Anil Goswami (born 14 January 1955) is an Indian Administrative Service officer of Jammu and Kashmir cadre and held the post of Union Home Secretary of India in the Ministry of Home Affairs till February 2015. He succeeded Raj Kumar Singh. He is the first civil servant from the state to hold this position. His son is the popular television actor Bhanu Uday.

==Early life and education==
Goswami was born on 14 January 1955 in Jammu. He graduated from the second division in history, economics and English, and completed his post-graduation in the first division in history.

==Career==
Goswami was the first chief executive of the Vaishno Devi Shrine Board. The board, set up in August 1986, is responsible for the maintenance of the Hindu pilgrimage Vaishno Devi. Goswami served in the state tourism department as the Principal Secretary from 29 June 2004 to 17 November 2005. He was later appointed by the state cabinet, headed by the Chief Minister Ghulam Nabi Azad, as the Principal Secretary to the Chief Minister on 17 November 2005. He held this office until 17 July 2008.

On 4 February 2009 he took over the office of Principal Secretary of the Industries and Commerce Department. He was a member of the delegation that visited the Line of Control in North Kashmir in September 2009.

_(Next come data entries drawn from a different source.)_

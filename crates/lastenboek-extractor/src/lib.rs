//! Lastenboek Extractor
//!
//! Turns PDF construction specifications into structured document records.
//!
//! # Overview
//!
//! Each PDF in the blob store is downloaded, identified by a content hash,
//! converted to page-delimited text and sent to the extraction model with a
//! narrow JSON-only prompt. The validated response becomes a
//! [`DocumentRecord`](lastenboek_domain::DocumentRecord) that is upserted into
//! the document store under its identity.
//!
//! # Architecture
//!
//! ```text
//! BlobStore → bytes → DocumentId
//!                   → PDF text → ExtractionModel → ExtractedFields
//!                                                → DocumentRecord → DocumentStore
//! ```
//!
//! # Key Features
//!
//! - **Content-addressed identity**: Re-running over unchanged files overwrites
//!   the same records
//! - **Page headers**: Every non-empty page is prefixed with `--- PAGE n ---`
//! - **Strict schema**: Responses with missing or extra keys are rejected
//! - **Per-document isolation**: One failing document never stops the run
//! - **Dry runs**: Full extraction without writes
//!
//! # Example Usage
//!
//! ```no_run
//! use lastenboek_extractor::{ExtractorConfig, Pipeline};
//! use lastenboek_llm::MockModel;
//! use lastenboek_store::{DirBlobStore, SqliteStore};
//!
//! # fn example() -> Result<(), Box<dyn std::error::Error>> {
//! let blobs = DirBlobStore::new("./lastenboeken")?;
//! let store = SqliteStore::new("./lastenboek.db")?;
//! let model = MockModel::new(
//!     r#"{"architect":null,"client":null,"date":null,"address":null,"extractionConfidence":0.0}"#,
//! );
//!
//! let mut pipeline = Pipeline::new(blobs, store, model, ExtractorConfig::default())?;
//! let report = pipeline.run()?;
//!
//! println!("Upserted: {} documents", report.records.len());
//! println!("Failures: {} documents", report.failures.len());
//! # Ok(())
//! # }
//! ```

#![warn(missing_docs)]

mod config;
mod error;
mod extractor;
mod parser;
mod pipeline;
mod prompt;
mod text;
mod types;

#[cfg(test)]
mod fixtures;


pub use config::ExtractorConfig;
pub use error::ExtractorError;
pub use extractor::FieldExtractor;
pub use parser::parse_model_response;
pub use pipeline::Pipeline;
pub use prompt::{PromptBuilder, SYSTEM_PROMPT};
pub use text::{join_pages, pdf_bytes_to_text, pdf_pages};
pub use types::{DocumentFailure, PageText, PipelineEvent, RunReport};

On 4 February 2015 he was made to resign due to his admittance of talking to the CBI to favour the arrested Singh in the Saradha Scam case. He was found to commit the telephone call to CBI and hence resigned after queried by the Home Ministry Office and the PMO office.

===Home Secretary===
Goswami assumed the office of Secretary of Ministry of Social Justice and Empowerment on 2 July 2012. He remained in this capacity until 27 April 2013, when he was appointed the officer on special duty (OSD) in the Ministry of Home Affairs. He was named Union Home Secretary by the appointing committee of the cabinet chaired by the Prime Minister of India, Manmohan Singh. The two other candidates who were considered for the position but not selected by the committee were Secretary Ministry of Steel D.R.S. Chaudhary and P. K. Misra, Secretary Department of Personnel and Training, Ministry of Personnel, Public Grievances and Pensions. Goswami assumed the office on 1 July 2013 after the retirement of Raj Kumar Singh of the Bihar cadre. He is the first civil servant from Jammu and Kashmir to serve as Home Secretary of India. He remained in office until June 2015.

==Controversy==
On 21 August 2014, Uttarakhand Governor Aziz Qureshi informed the Supreme court of India that he had received two calls from Mr. Goswami informing him that he has two options, either to resign or prepare to be sacked. Government claimed that it did not attempt to force Qureshi from office. The Supreme Court, however, ordered the centre to explain whether Mr Qureshi had in fact received the alleged two phone calls from the Center asking him to resign.

==Update==
On 4 February 2015, news channels were buzzing with reports of Goswami being asked to resign or be ready to be sacked, as he is alleged to have tried to stall the arrest of Saradha scam accused and former Minister Matang Sinh. Shortly afterwards, Goswami resigned.